Être à l’écoute des tendances locales et globales est crucial. Par exemple, en travaillant à Molenbeek, un quartier multiculturel de Bruxelles, j’ai pu observer des dynamiques sociales qui influencent directement les comportements des consommateurs… Comprendre ces nuances est essentiel pour développer des stratégies de marque pertinentes. Donc, il faut aller vers les gens. Tous les stratèges veulent changer le monde, mais aujourd'hui, en tant que stratège, à un moment ou un autre, vous devrez vous frottez à des jeunes de 18 ans qui votent Trump !  

Il est essentiel de rester curieux et engagé. Le monde change rapidement, et chaque jour apporte de nouveaux défis, mais aussi de nouvelles opportunités. "Where there’s a will, there’s a way". Avec de la volonté et une vision claire, il est possible de transformer les plus grands obstacles en opportunités.
Caroline Pauwels, avec qui j'ai fait mon doctorat à la VUB, le répétait sans cesse : "Continuez à vous émerveiller". Le plus grand danger est de se refermer, de devenir défaitiste, de se décourager. Restez émerveillés, restez ouvert au changement, continuez à apprendre et, surtout, restez fidèle à vous-même.

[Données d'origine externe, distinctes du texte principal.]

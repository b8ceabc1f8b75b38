//! Recoverable findings collected while building a schema.
//!
//! Fatal problems abort the run through [`crate::Error`]; everything here is
//! reported next to a successful result.

mod message;


use typeport_core::Identity;

pub use message::{DiagnosticKind, DiagnosticMessage, Severity};

#[derive(Debug, Clone, Default)]
pub struct Diagnostics {
    messages: Vec<DiagnosticMessage>,
}

#[must_use = "diagnostic not emitted, call .emit()"]
pub struct DiagnosticBuilder<'a> {
    diagnostics: &'a mut Diagnostics,
    message: DiagnosticMessage,
}

impl Diagnostics {
    pub fn new() -> Self {
        Self {
            messages: Vec::new(),
        }
    }

    /// Create a diagnostic of the given kind about `identity`.
    ///
    /// Uses the kind's default message. Call `.message()` on the builder to add detail.
    pub fn report(&mut self, kind: DiagnosticKind, identity: &Identity) -> DiagnosticBuilder<'_> {
        DiagnosticBuilder {
            diagnostics: self,
            message: DiagnosticMessage::with_default_message(kind, identity.clone()),
        }
    }

    pub fn is_empty(&self) -> bool {
        self.messages.is_empty()
    }

    pub fn len(&self) -> usize {
        self.messages.len()
    }

    pub fn has_warnings(&self) -> bool {
        self.messages.iter().any(|d| d.is_warning())
    }

    pub fn warning_count(&self) -> usize {
        self.messages.iter().filter(|d| d.is_warning()).count()
    }

    pub fn iter(&self) -> impl Iterator<Item = &DiagnosticMessage> {
        self.messages.iter()
    }

    /// Messages of one kind, in report order.
    pub fn of_kind(&self, kind: DiagnosticKind) -> impl Iterator<Item = &DiagnosticMessage> {
        self.messages.iter().filter(move |m| m.kind == kind)
    }

    /// One line per message: `warning: <message>`.
    pub fn render(&self) -> String {
        let mut out = String::new();
        for msg in &self.messages {
            out.push_str(&msg.to_string());
            out.push('\n');
        }
        out
    }

    pub fn extend(&mut self, other: Diagnostics) {
        self.messages.extend(other.messages);
    }
}

impl<'a> DiagnosticBuilder<'a> {
    /// Provide custom detail for this diagnostic, rendered using the kind's template.
    pub fn message(mut self, msg: impl Into<String>) -> Self {
        let detail = msg.into();
        self.message.message = self.message.kind.message(&self.message.identity, Some(&detail));
        self
    }

    pub fn emit(self) {
        let msg = &self.message;
        match msg.severity() {
            Severity::Warning => tracing::warn!(kind = ?msg.kind, identity = %msg.identity, "{}", msg.message),
            Severity::Note => tracing::debug!(kind = ?msg.kind, identity = %msg.identity, "{}", msg.message),
        }
        self.diagnostics.messages.push(self.message);
    }
}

Quel serait votre héritage ? Ce que vous aimeriez transmettre en tant que stratège de marque ?

En tant que stratège, je crois que l’une des choses les plus importantes que nous pouvons laisser derrière nous est une meilleure compréhension du rôle des marques dans la société. Ce n’est pas seulement une question de vendre des produits ou de promouvoir des services, mais aussi de contribuer positivement au monde.

Mes écrits ont pour but d’inspirer les nouvelles générations de marketers à penser différemment et à repousser les limites de ce qui est possible. Je reste convaincu que le marketing peut être une force pour le bien, à condition qu’il soit utilisé de manière réfléchie et responsable.